- **Problem statement**
All of the data below must be repeated exactly.

- **Source material**
◇ ◇ ◇ ◇ ◇

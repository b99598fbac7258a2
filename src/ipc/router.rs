use super::handlers;
use super::types::{AppState, Request};
use crate::ipc::error::err;

pub fn handle_request(state: &mut AppState, req: Request) -> serde_json::Value {
    if let Some(resp) = handlers::core::try_handle(state, &req) {
        return resp;
    }
    if let Some(resp) = handlers::board::try_handle(state, &req) {
        return resp;
    }
    if let Some(resp) = handlers::plans::try_handle(state, &req) {
        return resp;
    }
    if let Some(resp) = handlers::weekdates::try_handle(state, &req) {
        return resp;
    }

    err(
        &req.id,
        "not_implemented",
        format!("unknown method: {}", req.method),
        None,
    )
}
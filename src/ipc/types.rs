use std::path::PathBuf;

use serde::Deserialize;

use crate::board::Board;
use crate::store::PlanStore;
use crate::weekdates::WeekDates;

#[derive(Debug, Deserialize, Clone)]
pub struct Request {
    pub id: String,
    pub method: String,
    #[serde(default)]
    pub params: serde_json::Value,
}

/// Everything that exists once a workspace has been selected.
pub struct OpenBoard {
    pub store: PlanStore,
    pub board: Board,
    pub week_dates: WeekDates,
}

pub struct AppState {
    pub workspace: Option<PathBuf>,
    pub board: Option<OpenBoard>,
}
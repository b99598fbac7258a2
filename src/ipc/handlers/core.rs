use std::path::PathBuf;

use serde_json::json;

use crate::board::Board;
use crate::config::BoardConfig;
use crate::db;
use crate::ipc::error::{err, ok};
use crate::ipc::types::{AppState, OpenBoard, Request};
use crate::store::PlanStore;
use crate::weekdates::WeekDates;

fn handle_health(state: &mut AppState, req: &Request) -> serde_json::Value {
    ok(
        &req.id,
        json!({
            "version": env!("CARGO_PKG_VERSION"),
            "workspacePath": state.workspace.as_ref().map(|p| p.to_string_lossy().to_string())
        }),
    )
}

fn handle_workspace_select(state: &mut AppState, req: &Request) -> serde_json::Value {
    let p = req
        .params
        .get("path")
        .and_then(|v| v.as_str())
        .map(PathBuf::from);
    let Some(path) = p else {
        return err(&req.id, "bad_params", "missing params.path", None);
    };

    let conn = match db::open_db(&path) {
        Ok(conn) => conn,
        Err(e) => return err(&req.id, "db_open_failed", format!("{e:?}"), None),
    };

    let store = match PlanStore::new(conn, &path) {
        Ok(store) => store,
        Err(e) => return err(&req.id, "db_open_failed", e.to_string(), None),
    };
    let config = BoardConfig::load(store.conn());

    let mut board = Board::new(config);

    // Startup fetch. A failure is not fatal: the board opens empty and
    // the frontend shows the warning.
    let (plans_loaded, warning) = match store.fetch_all() {
        Ok(plans) => {
            board.seed(plans);
            (true, None)
        }
        Err(e) => {
            tracing::warn!(error = %e, "could not load plans at workspace open");
            (false, Some(e.to_string()))
        }
    };
    let week_dates = WeekDates::load(&path);

    state.workspace = Some(path.clone());
    state.board = Some(OpenBoard {
        store,
        board,
        week_dates,
    });

    let mut result = json!({
        "workspacePath": path.to_string_lossy(),
        "plansLoaded": plans_loaded,
    });
    if let Some(w) = warning {
        result["warning"] = json!(w);
    }
    ok(&req.id, result)
}

pub fn try_handle(state: &mut AppState, req: &Request) -> Option<serde_json::Value> {
    match req.method.as_str() {
        "health" => Some(handle_health(state, req)),
        "workspace.select" => Some(handle_workspace_select(state, req)),
        _ => None,
    }
}
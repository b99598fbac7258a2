use serde_json::json;

use crate::ipc::error::{err, ok};
use crate::ipc::helpers::{board_guard, optional_i64, require_password, required_i64, required_str};
use crate::ipc::types::{AppState, OpenBoard, Request};
use crate::weekdates::Resolved;

fn resolved_json(week: i64, resolved: &Resolved) -> serde_json::Value {
    json!({
        "week": week,
        "start": resolved.range.start,
        "end": resolved.range.end,
        "overridden": resolved.overridden,
    })
}

fn week_in_bounds(ob: &OpenBoard, req: &Request, week: i64) -> Option<serde_json::Value> {
    let total = ob.board.config().total_weeks;
    if (1..=total).contains(&week) {
        None
    } else {
        Some(err(
            &req.id,
            "bad_params",
            format!("week must be in 1..={}", total),
            None,
        ))
    }
}

fn handle_resolve(state: &mut AppState, req: &Request) -> serde_json::Value {
    let ob = match board_guard(&mut state.board, req) {
        Ok(ob) => ob,
        Err(resp) => return resp,
    };
    let week = optional_i64(req, "week").unwrap_or_else(|| ob.board.current_week());
    if let Some(resp) = week_in_bounds(ob, req, week) {
        return resp;
    }
    let resolved = ob
        .week_dates
        .resolve(week, ob.board.config().school_year_start);
    ok(&req.id, resolved_json(week, &resolved))
}

fn handle_set_override(state: &mut AppState, req: &Request) -> serde_json::Value {
    let ob = match board_guard(&mut state.board, req) {
        Ok(ob) => ob,
        Err(resp) => return resp,
    };
    if let Err(resp) = require_password(req, &ob.board.config().date_edit_password) {
        return resp;
    }
    let week = match required_i64(req, "week") {
        Ok(v) => v,
        Err(resp) => return resp,
    };
    if let Some(resp) = week_in_bounds(ob, req, week) {
        return resp;
    }
    let start = match required_str(req, "start") {
        Ok(v) => v,
        Err(resp) => return resp,
    };
    let end = match required_str(req, "end") {
        Ok(v) => v,
        Err(resp) => return resp,
    };

    match ob.week_dates.set_override(week, &start, &end) {
        Ok(range) => ok(
            &req.id,
            json!({ "week": week, "start": range.start, "end": range.end, "overridden": true }),
        ),
        Err(e) => err(&req.id, "write_failed", e.to_string(), None),
    }
}

fn handle_reset_override(state: &mut AppState, req: &Request) -> serde_json::Value {
    let ob = match board_guard(&mut state.board, req) {
        Ok(ob) => ob,
        Err(resp) => return resp,
    };
    if let Err(resp) = require_password(req, &ob.board.config().date_edit_password) {
        return resp;
    }
    let week = match required_i64(req, "week") {
        Ok(v) => v,
        Err(resp) => return resp,
    };
    if let Some(resp) = week_in_bounds(ob, req, week) {
        return resp;
    }

    if let Err(e) = ob.week_dates.reset_override(week) {
        return err(&req.id, "write_failed", e.to_string(), None);
    }
    let resolved = ob
        .week_dates
        .resolve(week, ob.board.config().school_year_start);
    ok(&req.id, resolved_json(week, &resolved))
}

fn handle_set_to_today(state: &mut AppState, req: &Request) -> serde_json::Value {
    let ob = match board_guard(&mut state.board, req) {
        Ok(ob) => ob,
        Err(resp) => return resp,
    };
    if let Err(resp) = require_password(req, &ob.board.config().date_edit_password) {
        return resp;
    }
    let week = match required_i64(req, "week") {
        Ok(v) => v,
        Err(resp) => return resp,
    };
    if let Some(resp) = week_in_bounds(ob, req, week) {
        return resp;
    }

    match ob.week_dates.set_to_today(week) {
        Ok(range) => ok(
            &req.id,
            json!({ "week": week, "start": range.start, "end": range.end, "overridden": true }),
        ),
        Err(e) => err(&req.id, "write_failed", e.to_string(), None),
    }
}

pub fn try_handle(state: &mut AppState, req: &Request) -> Option<serde_json::Value> {
    match req.method.as_str() {
        "weekDates.resolve" => Some(handle_resolve(state, req)),
        "weekDates.setOverride" => Some(handle_set_override(state, req)),
        "weekDates.resetOverride" => Some(handle_reset_override(state, req)),
        "weekDates.setToToday" => Some(handle_set_to_today(state, req)),
        _ => None,
    }
}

◇ ◇ ◇ ◇ ◇

- **Response area**
repository b99598fbac7258a2
filename src/ipc/router.rs
use super::handlers;
use super::types::{AppState, Request};
use crate::ipc::error::err;

pub fn handle_request(state: &mut AppState, req: Request) -> serde_json::Value {
    if let Some(resp) = handlers::core::try_handle(state, &req) {
        return resp;
    }
    if let Some(resp) = handlers::board::try_handle(state, &req) {
        return resp;
    }
    if let Some(resp) = handlers::plans::try_handle(state, &req) {
        return resp;
    }
    if let Some(resp) = handlers::weekdates::try_handle(state, &req) {
        return resp;
    }

    err(
        &req.id,
        "not_implemented",
        format!("unknown method: {}", req.method),
        None,
    )
}
filename src/ipc/types.rs
use std::path::PathBuf;

use serde::Deserialize;

use crate::board::Board;
use crate::store::PlanStore;
use crate::weekdates::WeekDates;

#[derive(Debug, Deserialize, Clone)]
pub struct Request {
    pub id: String,
    pub method: String,
    #[serde(default)]
    pub params: serde_json::Value,
}

/// Everything that exists once a workspace has been selected.
pub struct OpenBoard {
    pub store: PlanStore,
    pub board: Board,
    pub week_dates: WeekDates,
}

pub struct AppState {
    pub workspace: Option<PathBuf>,
    pub board: Option<OpenBoard>,
}
repository b99598fbac7258a2
filename src/ipc/handlers/core.rs
use std::path::PathBuf;

use serde_json::json;

use crate::board::Board;
use crate::config::BoardConfig;
use crate::db;
use crate::ipc::error::{err, ok};
use crate::ipc::types::{AppState, OpenBoard, Request};
use crate::store::PlanStore;
use crate::weekdates::WeekDates;

fn handle_health(state: &mut AppState, req: &Request) -> serde_json::Value {
    ok(
        &req.id,
        json!({
            "version": env!("CARGO_PKG_VERSION"),
            "workspacePath": state.workspace.as_ref().map(|p| p.to_string_lossy().to_string())
        }),
    )
}

fn handle_workspace_select(state: &mut AppState, req: &Request) -> serde_json::Value {
    let p = req
        .params
        .get("path")
        .and_then(|v| v.as_str())
        .map(PathBuf::from);
    let Some(path) = p else {
        return err(&req.id, "bad_params", "missing params.path", None);
    };

    let conn = match db::open_db(&path) {
        Ok(conn) => conn,
        Err(e) => return err(&req.id, "db_open_failed", format!("{e:?}"), None),
    };

    let store = match PlanStore::new(conn, &path) {
        Ok(store) => store,
        Err(e) => return err(&req.id, "db_open_failed", e.to_string(), None),
    };
    let config = BoardConfig::load(store.conn());

    let mut board = Board::new(config);

    // Startup fetch. A failure is not fatal: the board opens empty and
    // the frontend shows the warning.
    let (plans_loaded, warning) = match store.fetch_all() {
        Ok(plans) => {
            board.seed(plans);
            (true, None)
        }
        Err(e) => {
            tracing::warn!(error = %e, "could not load plans at workspace open");
            (false, Some(e.to_string()))
        }
    };
    let week_dates = WeekDates::load(&path);

    state.workspace = Some(path.clone());
    state.board = Some(OpenBoard {
        store,
        board,
        week_dates,
    });

    let mut result = json!({
        "workspacePath": path.to_string_lossy(),
        "plansLoaded": plans_loaded,
    });
    if let Some(w) = warning {
        result["warning"] = json!(w);
    }
    ok(&req.id, result)
}

pub fn try_handle(state: &mut AppState, req: &Request) -> Option<serde_json::Value> {
    match req.method.as_str() {
        "health" => Some(handle_health(state, req)),
        "workspace.select" => Some(handle_workspace_select(state, req)),
        _ => None,
    }
}
repository b99598fbac7258a2
use serde_json::json;

use crate::ipc::error::{err, ok};
use crate::ipc::helpers::{board_guard, optional_i64, require_password, required_i64, required_str};
use crate::ipc::types::{AppState, OpenBoard, Request};
use crate::weekdates::Resolved;

fn resolved_json(week: i64, resolved: &Resolved) -> serde_json::Value {
    json!({
        "week": week,
        "start": resolved.range.start,
        "end": resolved.range.end,
        "overridden": resolved.overridden,
    })
}

fn week_in_bounds(ob: &OpenBoard, req: &Request, week: i64) -> Option<serde_json::Value> {
    let total = ob.board.config().total_weeks;
    if (1..=total).contains(&week) {
        None
    } else {
        Some(err(
            &req.id,
            "bad_params",
            format!("week must be in 1..={}", total),
            None,
        ))
    }
}

fn handle_resolve(state: &mut AppState, req: &Request) -> serde_json::Value {
    let ob = match board_guard(&mut state.board, req) {
        Ok(ob) => ob,
        Err(resp) => return resp,
    };
    let week = optional_i64(req, "week").unwrap_or_else(|| ob.board.current_week());
    if let Some(resp) = week_in_bounds(ob, req, week) {
        return resp;
    }
    let resolved = ob
        .week_dates
        .resolve(week, ob.board.config().school_year_start);
    ok(&req.id, resolved_json(week, &resolved))
}

fn handle_set_override(state: &mut AppState, req: &Request) -> serde_json::Value {
    let ob = match board_guard(&mut state.board, req) {
        Ok(ob) => ob,
        Err(resp) => return resp,
    };
    if let Err(resp) = require_password(req, &ob.board.config().date_edit_password) {
        return resp;
    }
    let week = match required_i64(req, "week") {
        Ok(v) => v,
        Err(resp) => return resp,
    };
    if let Some(resp) = week_in_bounds(ob, req, week) {
        return resp;
    }
    let start = match required_str(req, "start") {
        Ok(v) => v,
        Err(resp) => return resp,
    };
    let end = match required_str(req, "end") {
        Ok(v) => v,
        Err(resp) => return resp,
    };

    match ob.week_dates.set_override(week, &start, &end) {
        Ok(range) => ok(
            &req.id,
            json!({ "week": week, "start": range.start, "end": range.end, "overridden": true }),
        ),
        Err(e) => err(&req.id, "write_failed", e.to_string(), None),
    }
}

fn handle_reset_override(state: &mut AppState, req: &Request) -> serde_json::Value {
    let ob = match board_guard(&mut state.board, req) {
        Ok(ob) => ob,
        Err(resp) => return resp,
    };
    if let Err(resp) = require_password(req, &ob.board.config().date_edit_password) {
        return resp;
    }
    let week = match required_i64(req, "week") {
        Ok(v) => v,
        Err(resp) => return resp,
    };
    if let Some(resp) = week_in_bounds(ob, req, week) {
        return resp;
    }

    if let Err(e) = ob.week_dates.reset_override(week) {
        return err(&req.id, "write_failed", e.to_string(), None);
    }
    let resolved = ob
        .week_dates
        .resolve(week, ob.board.config().school_year_start);
    ok(&req.id, resolved_json(week, &resolved))
}

fn handle_set_to_today(state: &mut AppState, req: &Request) -> serde_json::Value {
    let ob = match board_guard(&mut state.board, req) {
        Ok(ob) => ob,
        Err(resp) => return resp,
    };
    if let Err(resp) = require_password(req, &ob.board.config().date_edit_password) {
        return resp;
    }
    let week = match required_i64(req, "week") {
        Ok(v) => v,
        Err(resp) => return resp,
    };
    if let Some(resp) = week_in_bounds(ob, req, week) {
        return resp;
    }

    match ob.week_dates.set_to_today(week) {
        Ok(range) => ok(
            &req.id,
            json!({ "week": week, "start": range.start, "end": range.end, "overridden": true }),
        ),
        Err(e) => err(&req.id, "write_failed", e.to_string(), None),
    }
}

pub fn try_handle(state: &mut AppState, req: &Request) -> Option<serde_json::Value> {
    match req.method.as_str() {
        "weekDates.resolve" => Some(handle_resolve(state, req)),
        "weekDates.setOverride" => Some(handle_set_override(state, req)),
        "weekDates.resetOverride" => Some(handle_reset_override(state, req)),
        "weekDates.setToToday" => Some(handle_set_to_today(state, req)),
        _ => None,
    }
}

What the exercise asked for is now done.